WHILE it’s true that we believe what we want to believe, we should also remember that before wanting to believe, there should be an objective basis for that belief. And that’s because we actually do not choose what to believe. We have to believe what ought to be believed. What is clear is that we simply do not make reality itself. We are part of the reality created by God, and we just have to conform to it in the best way we can.

It’s not an easy thing to do, of course. Especially in our case, since we are gifted with the spiritual powers of intelligence and will that enable us to be both free and responsible, passive and active elements in the over-all reality of things, we need to see to it that we are exercising our powers well and fulfilling our duties properly. Yes, we are being formed and conditioned by the reality on the ground, but we also help in forming and keeping that reality.

To top it all, the reality that concerns us is not simply the reality of nature. Due to our spiritual powers, we are poised to enter not only into the spiritual realities of things, like our ideas and understanding of things and the ways of freedom and love. We also enter into the supernatural world. Thus, among the creatures on earth, we are the only ones who can talk about God and grace and eternal life, about the distinction between time and eternity, etc.

It is for this reason that we need not only our natural powers to handle this supernatural dimension of our life.

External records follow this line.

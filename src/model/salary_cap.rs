use serde::{Deserialize, Serialize};

#[derive(Clone, Debug, PartialEq, Serialize, Deserialize, utoipa::ToSchema)]
pub struct SalaryCapDto {
    pub id: i32,
    pub year: i32,
    pub salary_cap: f64,
    pub salary_floor: f64,
    pub luxury_tax_threshold: Option<f64>,
    pub minimum_team_salary: Option<f64>,
    pub notes: Option<String>,
}

#[derive(Clone, Debug, Serialize, Deserialize, utoipa::ToSchema)]
pub struct CreateSalaryCapDto {
    pub year: i32,
    pub salary_cap: f64,
    pub salary_floor: f64,
    pub luxury_tax_threshold: Option<f64>,
    pub minimum_team_salary: Option<f64>,
    pub notes: Option<String>,
}

/// A team's cap standing for one league year.
#[derive(Clone, Debug, PartialEq, Serialize, Deserialize, utoipa::ToSchema)]
pub struct TeamCapSummaryDto {
    pub team: CapSummaryTeamDto,
    pub year: i32,
    /// League-wide cap ceiling for the year
    pub salary_cap: f64,
    /// League-wide cap floor for the year
    pub salary_floor: f64,
    /// Sum of cap hits of the team's contracts for the year
    pub total_cap_hit: f64,
    /// Cap ceiling minus total cap hit, negative when over the cap
    pub remaining_cap: f64,
    pub cap_percentage_used: f64,
    pub contract_count: i64,
    pub over_cap: bool,
}

/// Team identity fields embedded in a [`TeamCapSummaryDto`]
#[derive(Clone, Debug, PartialEq, Serialize, Deserialize, utoipa::ToSchema)]
pub struct CapSummaryTeamDto {
    pub id: i32,
    pub name: String,
    pub abbreviation: String,
    pub city: String,
}

impl From<entity::salary_cap::Model> for SalaryCapDto {
    fn from(salary_cap: entity::salary_cap::Model) -> Self {
        Self {
            id: salary_cap.id,
            year: salary_cap.year,
            salary_cap: salary_cap.salary_cap,
            salary_floor: salary_cap.salary_floor,
            luxury_tax_threshold: salary_cap.luxury_tax_threshold,
            minimum_team_salary: salary_cap.minimum_team_salary,
            notes: salary_cap.notes,
        }
    }
}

We need something supernatural itself, which is the grace of God. As described by the Catechism, grace is “a participation in the life of God,” (1997). It is given to us by God’s gratuitous initiative, but it demands our free response. (cfr CCC 2002)

And this is where some problems can start. Because of our freedom which we can misuse since we can have a wrong understanding of it, making it our own creation rather than being a gift of God that has to be used according to God’s will, we can choose not to believe in God but rather in something else, in our own creation.

This problem was highlighted in that gospel episode where some Pharisees asked Christ for a sign to test him. (cfr. Mk 8,11-13) In spite of the tremendous amount of things to point to them about the divinity of Christ, they chose to stick to their own ideas of how the expected redeemer ought to be. And so, Christ just left them without giving them any sign.

We have to understand from this episode that for us to be able to believe in Christ, all we have to do is just to go over his life story, his teachings, miracles, and ultimately his passion, death and resurrection, that would definitely prove his divinity and redemptive power beyond doubt.

But for this to take place, we need to humble ourselves since something supernatural takes place whenever the Christian faith starts to take root in us. Without this humility, we would not be receptive, but rather be resistant, to God’s grace that brings with it our Christian belief.

We really have to work out our humility, as Christ himself strongly encourages us to do, giving us his very own example.